● Data for analysis
+ + + + +

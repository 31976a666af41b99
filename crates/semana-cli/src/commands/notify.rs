//! Proactive notification and reminder commands.

use chrono::{DateTime, Utc};
use clap::Subcommand;
use semana_core::learning::ANALYSIS_WINDOW;
use semana_core::notify::{proactive_scan, ReminderPoller, SmartReminder};
use semana_core::storage::Database;

use super::user_id;

#[derive(Subcommand)]
pub enum NotifyAction {
    /// Scan tasks and feedback, inserting due notifications
    Scan,
    /// List recent notifications
    List,
    /// Schedule a reminder for a task
    Remind {
        /// Task ID
        task_id: String,
        /// When to remind (RFC 3339)
        at: String,
    },
    /// Fire due reminders once
    Tick,
}

pub fn run(action: NotifyAction) -> Result<(), Box<dyn std::error::Error>> {
    let db = Database::open()?;
    let user = user_id();

    match action {
        NotifyAction::Scan => {
            let tasks = db.list_tasks(&user)?;
            let feedback = db.recent_feedback(&user, ANALYSIS_WINDOW)?;
            let drafts = proactive_scan(&user, &tasks, &feedback, Utc::now());

            let mut created = 0u32;
            for draft in &drafts {
                if db.insert_notification_unique(draft)? {
                    created += 1;
                }
            }
            println!("{}", serde_json::json!({ "notifications_created": created }));
        }
        NotifyAction::List => {
            let rows = db.list_notifications(&user, 20)?;
            for (kind, title, body, read) in rows {
                let marker = if read { " " } else { "*" };
                println!("{marker} [{kind}] {title} — {body}");
            }
        }
        NotifyAction::Remind { task_id, at } => {
            let remind_at = DateTime::parse_from_rfc3339(&at)?.with_timezone(&Utc);
            let reminder = SmartReminder::new(user.clone(), task_id, remind_at);
            db.insert_reminder(&reminder)?;
            println!("{}", serde_json::to_string_pretty(&reminder)?);
        }
        NotifyAction::Tick => {
            let mut poller = ReminderPoller::new(1);
            poller.start();
            let fired = poller.tick(&db, &user, Utc::now())?;
            println!("{}", serde_json::to_string_pretty(&fired)?);
        }
    }
    Ok(())
}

+ + + + +

● Exercise objective
In full and exactly as written, repeat the data.

● Task solution
repository 31976a666af41b99
filename crates/semana-cli/src/commands/notify.rs
//! Proactive notification and reminder commands.

use chrono::{DateTime, Utc};
use clap::Subcommand;
use semana_core::learning::ANALYSIS_WINDOW;
use semana_core::notify::{proactive_scan, ReminderPoller, SmartReminder};
use semana_core::storage::Database;

use super::user_id;

#[derive(Subcommand)]
pub enum NotifyAction {
    /// Scan tasks and feedback, inserting due notifications
    Scan,
    /// List recent notifications
    List,
    /// Schedule a reminder for a task
    Remind {
        /// Task ID
        task_id: String,
        /// When to remind (RFC 3339)
        at: String,
    },
    /// Fire due reminders once
    Tick,
}

pub fn run(action: NotifyAction) -> Result<(), Box<dyn std::error::Error>> {
    let db = Database::open()?;
    let user = user_id();

    match action {
        NotifyAction::Scan => {
            let tasks = db.list_tasks(&user)?;
            let feedback = db.recent_feedback(&user, ANALYSIS_WINDOW)?;
            let drafts = proactive_scan(&user, &tasks, &feedback, Utc::now());

            let mut created = 0u32;
            for draft in &drafts {
                if db.insert_notification_unique(draft)? {
                    created += 1;
                }
            }
            println!("{}", serde_json::json!({ "notifications_created": created }));
        }
        NotifyAction::List => {
            let rows = db.list_notifications(&user, 20)?;
            for (kind, title, body, read) in rows {
                let marker = if read { " " } else { "*" };
                println!("{marker} [{kind}] {title} — {body}");
            }
        }
        NotifyAction::Remind { task_id, at } => {
            let remind_at = DateTime::parse_from_rfc3339(&at)?.with_timezone(&Utc);
            let reminder = SmartReminder::new(user.clone(), task_id, remind_at);
            db.insert_reminder(&reminder)?;
            println!("{}", serde_json::to_string_pretty(&reminder)?);
        }
        NotifyAction::Tick => {
            let mut poller = ReminderPoller::new(1);
            poller.start();
            let fired = poller.tick(&db, &user, Utc::now())?;
            println!("{}", serde_json::to_string_pretty(&fired)?);
        }
    }
    Ok(())
}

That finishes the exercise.